Residents of Gunnison Valley have scheduled events throughout 2009 marking the sesquicentennial of the arrival of settlers in 1859.

One of the main events occurred in early May when eight wagons, one handcart, about 50 horseback riders and a few walkers made a 10-mile trek to the summit of Mellor's Canyon northeast of Gunnison and then descended through a gently sloping pass known as Big Valley into town.

It wasn't a completely authentic re-enactment. The first pioneers went from Manti into the Gunnison Valley in March, not May. They traveled through Antelope Valley, the next pass to the east of Big Valley. But Matt Reber of Axtell, Sanpete County, and organizer of the modern trek, said he picked Big Valley because it was much more scenic than the original route.
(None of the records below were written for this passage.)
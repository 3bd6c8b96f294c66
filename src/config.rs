//! Configuration management
//!
//! Loads an optional config file, then `CRYPTOREGIME__*` environment
//! variables (after `.env`). Every section falls back to its defaults, e.g.
//! `CRYPTOREGIME__PORTFOLIO__TOTAL_CAPITAL=25000`.

use config::{Config, Environment, File};
use serde::{Deserialize, Serialize};
use std::path::Path;
use thiserror::Error;

use crate::portfolio::{AllocationPolicy, RegistryError, StrategyAllocation, StrategyRegistry};
use crate::regime::{ConditionConfig, DetectorConfig};
use crate::strategy::BotPolicy;

#[derive(Debug, Error)]
pub enum ConfigError {
    #[error("failed to load configuration: {0}")]
    Load(#[from] config::ConfigError),

    #[error("invalid strategy roster: {0}")]
    Registry(#[from] RegistryError),
}

#[derive(Debug, Clone, Default, PartialEq, Serialize, Deserialize)]
#[serde(default)]
pub struct AppConfig {
    pub detector: DetectorConfig,
    pub condition: ConditionConfig,
    pub portfolio: AllocationPolicy,
    pub bots: BotPolicy,
    /// Strategy roster; empty means the built-in roster
    pub strategies: Vec<StrategyAllocation>,
}

impl AppConfig {
    pub fn load(path: Option<&Path>) -> Result<Self, ConfigError> {
        dotenvy::dotenv().ok();

        let mut builder = Config::builder();
        if let Some(path) = path {
            builder = builder.add_source(File::from(path).required(true));
        }

        let config = builder
            .add_source(
                Environment::with_prefix("CRYPTOREGIME")
                    .separator("__")
                    .try_parsing(true),
            )
            .build()?;

        let app_config: AppConfig = config.try_deserialize()?;
        tracing::debug!("Loaded configuration: {:?}", app_config);
        Ok(app_config)
    }

    /// Validated strategy roster
    pub fn registry(&self) -> Result<StrategyRegistry, ConfigError> {
        if self.strategies.is_empty() {
            return Ok(StrategyRegistry::default_roster());
        }
        Ok(StrategyRegistry::new(self.strategies.clone())?)
    }
}
//! Strategy catalog
//!
//! The single table both the regime detector (bot recommendations) and the
//! portfolio allocator (base allocations) read from. Detector weights are
//! fractions of capital per `DetectorRegime`; base allocations are percentages
//! per `PortfolioRegime`. Each portfolio column sums to 100.

use super::StrategyType;
use crate::regime::{DetectorRegime, PortfolioRegime};

#[derive(Debug, Clone, Copy, PartialEq)]
pub struct StrategyProfile {
    pub strategy_type: StrategyType,
    /// Human readable name for reports
    pub label: &'static str,
    /// Bot family used in detector recommendations, if the detector covers this type
    pub bot_group: Option<&'static str>,
    /// Indexed by `DetectorRegime::index`
    detector_weights: [f64; 4],
    /// Indexed by `PortfolioRegime::index`
    base_allocations: [f64; 7],
}

//                                   Bull  Bear  Side  Trans
// BullStrong BullModerate Sideways BearModerate BearStrong Accumulation Distribution
const CATALOG: [StrategyProfile; 6] = [
    StrategyProfile {
        strategy_type: StrategyType::TrendFollowing,
        label: "Trend Following",
        bot_group: None,
        detector_weights: [0.0, 0.0, 0.0, 0.0],
        base_allocations: [40.0, 35.0, 15.0, 0.0, 0.0, 25.0, 10.0],
    },
    StrategyProfile {
        strategy_type: StrategyType::MeanReversion,
        label: "Mean Reversion",
        bot_group: Some("mean_reversion"),
        detector_weights: [0.1, 0.3, 0.4, 0.0],
        base_allocations: [0.0, 0.0, 0.0, 0.0, 0.0, 0.0, 0.0],
    },
    StrategyProfile {
        strategy_type: StrategyType::MomentumBreakout,
        label: "Momentum Breakout",
        bot_group: Some("momentum"),
        detector_weights: [0.4, 0.2, 0.1, 0.3],
        base_allocations: [30.0, 25.0, 20.0, 30.0, 20.0, 35.0, 20.0],
    },
    StrategyProfile {
        strategy_type: StrategyType::SmartMoney,
        label: "Smart Money",
        bot_group: Some("smart_money"),
        detector_weights: [0.3, 0.4, 0.2, 0.5],
        base_allocations: [20.0, 30.0, 35.0, 40.0, 30.0, 30.0, 40.0],
    },
    StrategyProfile {
        strategy_type: StrategyType::Defensive,
        label: "Defensive",
        bot_group: None,
        detector_weights: [0.0, 0.0, 0.0, 0.0],
        base_allocations: [0.0, 0.0, 0.0, 30.0, 50.0, 0.0, 30.0],
    },
    StrategyProfile {
        strategy_type: StrategyType::Scalping,
        label: "Scalping / Volatility",
        bot_group: Some("volatility"),
        detector_weights: [0.2, 0.1, 0.3, 0.2],
        base_allocations: [10.0, 10.0, 30.0, 0.0, 0.0, 10.0, 0.0],
    },
];

/// Catalog entry for a strategy type
pub fn profile(strategy_type: StrategyType) -> &'static StrategyProfile {
    CATALOG
        .iter()
        .find(|p| p.strategy_type == strategy_type)
        .unwrap_or_else(|| unreachable!("catalog covers every StrategyType"))
}

/// Fraction of capital the detector recommends for this type in a regime
pub fn detector_weight(strategy_type: StrategyType, regime: DetectorRegime) -> f64 {
    profile(strategy_type).detector_weights[regime.index()]
}

/// Base allocation percentage for this type in a portfolio regime (0 if absent)
pub fn base_allocation(strategy_type: StrategyType, regime: PortfolioRegime) -> f64 {
    profile(strategy_type).base_allocations[regime.index()]
}

/// Strategy types the detector recommends on, in catalog order
pub fn detector_types() -> impl Iterator<Item = &'static StrategyProfile> {
    CATALOG.iter().filter(|p| p.bot_group.is_some())
}

#[cfg(test)]
mod tests {
    use super::*;

    #[test]
    fn test_catalog_covers_every_type() {
        for strategy_type in StrategyType::ALL {
            assert_eq!(profile(strategy_type).strategy_type, strategy_type);
        }
    }

    #[test]
    fn test_portfolio_tables_sum_to_100() {
        for regime in PortfolioRegime::ALL {
            let total: f64 = StrategyType::ALL
                .iter()
                .map(|t| base_allocation(*t, regime))
                .sum();
            assert!((total - 100.0).abs() < 1e-9, "{:?} sums to {}", regime, total);
        }
    }

    #[test]
    fn test_detector_weights_sum_to_one() {
        for regime in DetectorRegime::ALL {
            let total: f64 = detector_types()
                .map(|p| detector_weight(p.strategy_type, regime))
                .sum();
            assert!((total - 1.0).abs() < 1e-9, "{:?} sums to {}", regime, total);
        }
    }

    #[test]
    fn test_bull_strong_favors_trend_following() {
        assert_eq!(base_allocation(StrategyType::TrendFollowing, PortfolioRegime::BullStrong), 40.0);
        assert_eq!(base_allocation(StrategyType::MomentumBreakout, PortfolioRegime::BullStrong), 30.0);
        assert_eq!(base_allocation(StrategyType::SmartMoney, PortfolioRegime::BullStrong), 20.0);
        assert_eq!(base_allocation(StrategyType::Scalping, PortfolioRegime::BullStrong), 10.0);
        assert_eq!(base_allocation(StrategyType::Defensive, PortfolioRegime::BullStrong), 0.0);
    }

    #[test]
    fn test_detector_types_exclude_portfolio_only() {
        let types: Vec<StrategyType> = detector_types().map(|p| p.strategy_type).collect();
        assert_eq!(types.len(), 4);
        assert!(!types.contains(&StrategyType::TrendFollowing));
        assert!(!types.contains(&StrategyType::Defensive));
    }
}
"I was feeling it after four miles," said Darlene Agren, president of the Sanpete Company of the?Daughters of Utah Pioneers, who rode a horse through the intermittent rain that fell throughout the morning.

Still, she described the trek as a grand experience.

"It was such a site to see us all strung out along the trail," she said. "Everyone was dressed in pioneer and cowboy garb." And as the wagons pulled into town and headed to the city park for dinner, "people were out on their doorsteps waving."

The Gunnison Valley has changed a lot since the first 50 families collected on the west side of the valley in an area that Brigham Young declared to be "too muddy for hogs to wallow." (One of the names pinned on the early settlement was Hogswallow.)

It now consists of five closely related towns. The largest is Gunnison, the commercial hub, with a population of 2,400. To the south of Gunnison is Centerfield with about 1,000 residents. Mayfield, Axtell and Fayette all have populations of less than 450.

The campfire, and wagon trek the next morning through Big Valley, which is lush with wildflowers this time of year, was undoubtedly a lot more fun than 19th-century pioneer travels to Chalk Hill and Kearns Camp.

But the trek left an impression.

"It was awesome," said Wyatt Prisbrey, 13, who rode in one of the covered wagons. "It helped me understand what my great-great-grandparents went through."